At default settings the query service exposes the following port(s):

Port Protocol Function
16685 gRPC Protobuf/gRPC QueryService
16686 HTTP /api/* endpoints and Jaeger UI at /
16687 HTTP admin port: health check at / and metrics at /metrics

Minimal deployment example (Elasticsearch backend):

docker run -d --rm \
  -p 16685:16685 \
  -p 16686:16686 \
  -p 16687:16687 \
  -e SPAN_STORAGE_TYPE=elasticsearch \

Clock Skew Adjustment

Jaeger backend combines trace data from applications that are usually running on different hosts. The hardware clocks on the hosts often experience relative drift, known as the clock skew effect. Clock skew can make it difficult to reason about traces, for example, when a server span may appear to start earlier than the client span, which should not be possible. The query service implements a clock skew adjustment algorithm (code) to correct for clock drift, using the knowledge about causal relationships between spans.

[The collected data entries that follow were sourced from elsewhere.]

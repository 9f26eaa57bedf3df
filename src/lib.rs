//! Procedural generator for symmetric arcade-style maze maps.
//!
//! Walls are carved as 2x2 blocks into a half-width grid, then the half is
//! mirrored to produce the full board:
//!
//! ```no_run
//! use pacman_mazegen::{generate, Pcg32, Template};
//!
//! let map = generate(&Template::classic(), Pcg32::new(2024));
//! print!("{map}");
//! ```

pub mod config;
pub mod connections;
pub mod error;
pub mod grid;
pub mod mirror;
pub mod placer;
pub mod position;
pub mod random;
pub mod template;

pub use connections::{ConnectionGraph, FreePositions};
pub use error::TemplateError;
pub use grid::{HalfGrid, WallMap};
pub use mirror::FullMap;
pub use placer::{GenerationStats, RunReport};
pub use position::Position;
pub use random::{Pcg32, RandomSource};
pub use template::Template;

/// Fills a half-grid seeded from `template` and mirrors it.
pub fn generate<R: RandomSource>(template: &Template, rng: R) -> FullMap {
    generate_with_stats(template, rng).0
}

pub fn generate_with_stats<R: RandomSource>(
    template: &Template,
    rng: R,
) -> (FullMap, GenerationStats) {
    let mut half = HalfGrid::new(template.clone(), rng);
    let stats = half.fill();
    (FullMap::from(half), stats)
}
use std::time::{SystemTime, UNIX_EPOCH};

// Records the build time as `HH:MM:SS` (UTC) for the compile-time PCG seed.
// `MAZEGEN_BUILD_TIME` pins it for reproducible builds.
fn main() {
    println!("cargo:rerun-if-changed=build.rs");
    println!("cargo:rerun-if-env-changed=MAZEGEN_BUILD_TIME");

    let stamp = match std::env::var("MAZEGEN_BUILD_TIME") {
        Ok(value) if !value.is_empty() => value,
        _ => {
            let secs = SystemTime::now()
                .duration_since(UNIX_EPOCH)
                .map(|d| d.as_secs())
                .unwrap_or(0);
            let of_day = secs % 86_400;
            format!(
                "{:02}:{:02}:{:02}",
                of_day / 3600,
                (of_day / 60) % 60,
                of_day % 60
            )
        }
    };
    println!("cargo:rustc-env=MAZEGEN_BUILD_TIME={stamp}");
}
use std::collections::{HashMap, HashSet};

use crate::grid::{WallMap, BLOCK_SIZE};
use crate::position::Position;

/// Directions wired up by [`ConnectionGraph::build`], in order.
const WIRING_DIRECTIONS: [Position; 4] = [
    Position::new(1, 0),
    Position::new(-1, 0),
    Position::new(0, 1),
    Position::new(0, -1),
];

/// Anchors where a fresh 4x4 block still fits, in row-major order.
#[derive(Debug, Clone, Default, PartialEq, Eq)]
pub struct FreePositions {
    ordered: Vec<Position>,
    lookup: HashSet<Position>,
}

impl FreePositions {
    pub fn collect(walls: &WallMap) -> Self {
        let ordered: Vec<Position> = walls
            .positions()
            .filter(|p| walls.can_fit_new_block(*p))
            .collect();
        let lookup = ordered.iter().copied().collect();
        Self { ordered, lookup }
    }

    pub fn contains(&self, p: Position) -> bool {
        self.lookup.contains(&p)
    }

    pub fn get(&self, index: usize) -> Option<Position> {
        self.ordered.get(index).copied()
    }

    pub fn len(&self) -> usize {
        self.ordered.len()
    }

    pub fn is_empty(&self) -> bool {
        self.ordered.is_empty()
    }

    pub fn iter(&self) -> impl Iterator<Item = Position> + '_ {
        self.ordered.iter().copied()
    }
}

/// Maps each free anchor to the free anchors that can reach it.
///
/// Derived from a single snapshot of the walls and free positions, so every
/// key and every listed source is a free position of that snapshot.
#[derive(Debug, Clone, Default, PartialEq, Eq)]
pub struct ConnectionGraph {
    edges: HashMap<Position, Vec<Position>>,
}

impl ConnectionGraph {
    /// Wires every free anchor away from the walls bounding its 4x4 box.
    pub fn build(walls: &WallMap, free: &FreePositions) -> Self {
        let mut graph = Self::default();
        for pos in free.iter() {
            for dir in WIRING_DIRECTIONS {
                if has_wall_behind(walls, pos, dir) {
                    graph.add_connection(free, pos, dir);
                }
            }
        }
        graph
    }

    /// Records `pos` as a source for every free anchor one or two steps
    /// along `dir`. Diagonal neighbours are only linked when the straight
    /// neighbour beside them is not free itself.
    pub fn add_connection(&mut self, free: &FreePositions, pos: Position, dir: Position) {
        if !free.contains(pos) {
            return;
        }
        let Position { x: dx, y: dy } = dir;
        let swapped = Position::new(dy, dx);

        self.connect(free, pos, pos + dir);
        self.connect(free, pos, pos + dir.scaled(2));

        let diag_minus = pos + dir - swapped;
        let diag_plus = pos + dir + swapped;
        if !free.contains(pos - swapped) {
            self.connect(free, pos, diag_minus);
        }
        if !free.contains(pos + swapped) {
            self.connect(free, pos, diag_plus);
        }
        if !free.contains(diag_minus) {
            self.connect(free, pos, pos + dir.scaled(2) - swapped);
        }
        if !free.contains(diag_plus) {
            self.connect(free, pos, pos + dir.scaled(2) + swapped);
        }
    }

    fn connect(&mut self, free: &FreePositions, source: Position, dest: Position) {
        if free.contains(dest) {
            self.edges.entry(dest).or_default().push(source);
        }
    }

    /// Anchors that reach `dest`, in insertion order.
    pub fn sources(&self, dest: Position) -> &[Position] {
        self.edges.get(&dest).map(Vec::as_slice).unwrap_or(&[])
    }

    pub fn destinations(&self) -> impl Iterator<Item = Position> + '_ {
        self.edges.keys().copied()
    }

    pub fn len(&self) -> usize {
        self.edges.len()
    }

    pub fn is_empty(&self) -> bool {
        self.edges.is_empty()
    }
}

/// Whether a wall touches the edge of the 4x4 box at `pos` opposite `dir`.
fn has_wall_behind(walls: &WallMap, pos: Position, dir: Position) -> bool {
    let behind = if dir.x + dir.y > 0 { -1 } else { BLOCK_SIZE };
    (0..BLOCK_SIZE).any(|i| {
        let cell = if dir.x != 0 {
            Position::new(pos.x + behind, pos.y + i)
        } else {
            Position::new(pos.x + i, pos.y + behind)
        };
        walls.is_wall(cell)
    })
}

All adjusted spans have a warning displayed in the UI that provides the exact clock skew delta applied to its timestamps.

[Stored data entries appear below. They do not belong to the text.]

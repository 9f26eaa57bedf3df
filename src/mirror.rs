use std::fmt;

use crate::grid::{HalfGrid, WallMap};

/// The finished, left-right symmetric map: `2 * width` columns.
#[derive(Debug, Clone, PartialEq, Eq)]
pub struct FullMap {
    width: usize,
    height: usize,
    rows: Vec<Vec<bool>>,
}

impl FullMap {
    /// Concatenates each half row with its reflection.
    pub fn from_walls(half: &WallMap) -> Self {
        let rows: Vec<Vec<bool>> = half
            .rows()
            .iter()
            .map(|row| row.iter().chain(row.iter().rev()).copied().collect())
            .collect();
        Self {
            width: half.width() * 2,
            height: half.height(),
            rows,
        }
    }

    pub fn from_half<R>(half: &HalfGrid<R>) -> Self {
        Self::from_walls(half.walls())
    }

    pub fn width(&self) -> usize {
        self.width
    }

    pub fn height(&self) -> usize {
        self.height
    }

    pub fn is_wall(&self, x: usize, y: usize) -> bool {
        self.rows
            .get(y)
            .and_then(|row| row.get(x))
            .copied()
            .unwrap_or(false)
    }

    pub fn row(&self, y: usize) -> Option<&[bool]> {
        self.rows.get(y).map(Vec::as_slice)
    }

    pub fn rows(&self) -> &[Vec<bool>] {
        &self.rows
    }

    pub fn wall_count(&self) -> usize {
        self.rows.iter().flatten().filter(|w| **w).count()
    }
}

impl<R> From<HalfGrid<R>> for FullMap {
    fn from(half: HalfGrid<R>) -> Self {
        Self::from_half(&half)
    }
}

/// Walls as `#`, floor as `.`, one line per row.
impl fmt::Display for FullMap {
    fn fmt(&self, f: &mut fmt::Formatter<'_>) -> fmt::Result {
        for row in &self.rows {
            for wall in row {
                f.write_str(if *wall { "#" } else { "." })?;
            }
            writeln!(f)?;
        }
        Ok(())
    }
}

Sometimes these adjustments themselves make the trace hard to understand. For example, when repositioning the server span within the bounds of its parent span, Jaeger does not know the exact relationship between the request and response latencies, so it assumes then to be equal and places the child span in the middle of the parent span (see issue #961).

The query service supports a configuration flag --query.max-clock-skew-adjustment that controls how much clock skew adjustment should be allowed. Setting this parameter to zero (0s) disables clock skew adjustment completely. This setting applies to all traces retrieved from the given query service. There is an open ticket #197 to support toggling the adjustment on and off directly in the UI.

UI Base Path

The base path for all jaeger-query HTTP routes can be set to a non-root value, e.g. /jaeger would cause all UI URLs to start with /jaeger. This can be useful when running jaeger-query behind a reverse proxy.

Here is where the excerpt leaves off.